DPO, centralità di ruolo e funzione. Nelle parole di Soro il Data Protection Officer (DPO) è la” figura da cui dipende la “scommessa” dell’accountability, la capacità cioè di fare della protezione dati non tanto un onere legale da assolvere quanto un elemento di vantaggio competitivo su cui puntare per reggere alle sfide di un mercato sempre più fondato sui dati, dei quali è quindi indispensabile assicurare protezione, qualità, esattezza, sicurezza”.
Del DPO il Garante sottolinea la funzione centrale, anzitutto sotto il profilo dell’organizzazione aziendale (strategie), da cui discende la necessità di non versare in condizioni di conflitto di interesse ,“concorrendo ad esempio (in ragione di funzioni ulteriori che ricopra), alla determinazione dei fini o delle modalità del trattamento”; e la funzione di garanzia rilevante “anche, per certi versi, sotto il profilo pubblicistico, nella misura in cui deve assicurare la tutela dei dati dei cittadini, fungendo da referente tanto per gli interessati quanto per il Garante”.
Responsabilizzazione (accountability). “L’ accountability rappresenta l’architrave della nuova disciplina” commenta Soro al punto che “la stessa violazione del principio di responsabilizzazione (anche nella forma dell’impossibilità di dimostrazione delle misure adottate per garantire un livello elevato di protezione) integra, al pari dell’inottemperanza agli altri principi, gli estremi di un autonomo illecito amministrativo, per il quale è prevista la sanzione più grave, sino a 20.000 euro o al 4% del fatturato annuo globale”.
Il Presidio di CRTV, GDPR ma non solo.

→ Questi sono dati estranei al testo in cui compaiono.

//! Typo-tolerant credential checking
//!
//! A submitted password is classified against one known secret as an exact
//! match, a near miss ("typo"), or plainly wrong, using Levenshtein edit
//! distance. The typo band exists so an honest near-miss is forgiven
//! instead of counted as an attack; the lockout tracker must never be fed a
//! typo verdict.

use serde::Serialize;

/// Demonstration secret, compared against every login attempt.
pub const DEMO_SECRET: &str = "SecurePass123!";

/// Edit distance up to which a non-matching password counts as a typo.
pub const MAX_TYPO_DISTANCE: usize = 2;

/// Classification of a submitted password.
#[derive(Debug, Clone, Copy, PartialEq, Eq, Serialize)]
#[serde(rename_all = "snake_case")]
pub enum PasswordVerdict {
    Correct,
    Typo,
    Wrong,
}

/// Compares submitted passwords against a single configured secret.
#[derive(Debug, Clone)]
pub struct PasswordChecker {
    secret: String,
}

impl PasswordChecker {
    pub fn new(secret: impl Into<String>) -> Self {
        Self {
            secret: secret.into(),
        }
    }

    /// Classify a submitted password.
    ///
    /// Exact equality short-circuits; otherwise the edit distance decides
    /// between [`PasswordVerdict::Typo`] (distance at most
    /// [`MAX_TYPO_DISTANCE`]) and [`PasswordVerdict::Wrong`]. Comparison
    /// runs input-to-secret only.
    pub fn check(&self, input: &str) -> PasswordVerdict {
        if input == self.secret {
            return PasswordVerdict::Correct;
        }

        if levenshtein(input, &self.secret) <= MAX_TYPO_DISTANCE {
            PasswordVerdict::Typo
        } else {
            PasswordVerdict::Wrong
        }
    }
}

impl Default for PasswordChecker {
    fn default() -> Self {
        Self::new(DEMO_SECRET)
    }
}

/// Levenshtein edit distance between two strings, over Unicode scalar
/// values.
///
/// Standard dynamic-programming recurrence: a `(len(a)+1) x (len(b)+1)`
/// table where each cell is the minimum of deletion, insertion, and
/// substitution costs. O(len(a) * len(b)) time and space, which is fine at
/// password lengths; adversarially long inputs would want the two-row
/// variant.
pub fn levenshtein(a: &str, b: &str) -> usize {
    let a: Vec<char> = a.chars().collect();
    let b: Vec<char> = b.chars().collect();

    let mut matrix = vec![vec![0usize; b.len() + 1]; a.len() + 1];

    for (i, row) in matrix.iter_mut().enumerate() {
        row[0] = i;
    }
    for j in 0..=b.len() {
        matrix[0][j] = j;
    }

    for i in 1..=a.len() {
        for j in 1..=b.len() {
            if a[i - 1] == b[j - 1] {
                matrix[i][j] = matrix[i - 1][j - 1];
            } else {
                let deletion = matrix[i - 1][j] + 1;
                let insertion = matrix[i][j - 1] + 1;
                let substitution = matrix[i - 1][j - 1] + 1;
                matrix[i][j] = deletion.min(insertion).min(substitution);
            }
        }
    }

    matrix[a.len()][b.len()]
}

CRTV ha aperto il cantiere di lavoro sull’adeguamento del settore al GDPR con una prima pubblicazione sulle linee interpretative del Regolamento e del suo rapporto con la disciplina vigente in Italia nelle more (e le pieghe) della normativa di adeguamento: primaria, lo schema di decreto legislativo di attuazione del regolamento, attualmente all’esame del Parlamento, Commissione Speciale per l’esame di atti del governo (AG22), sul quale Confindustria Radio Televisioni è stata audita in Senato; secondaria, i provvedimenti ad opera del Garante, previsti in varie aree fra cui i codici di condotta di settore.
Il principio di accountability, in funzione della sua flessibilità, potrebbe ispirare anche altre normative europee cruciali per il settore radiotelevisivo e audiovisivo più ampio – fra cui ad es. copyright, AVMS, e-privacy, fake news – purché legato a strumenti di garanzia della trasparenza, di condivisione e di monitoraggio dell’efficacia in un’ottica di level playing field . CRTV continuerà a battersi in tutte le sedi istituzionali, italiane ed UE, sull’urgenza di operare per ristabilire l’equità e per impedire che si creino nuovi vantaggi competitivi nelle aree di sviluppo per le multinazionali del web (es. intelligenza artificiale).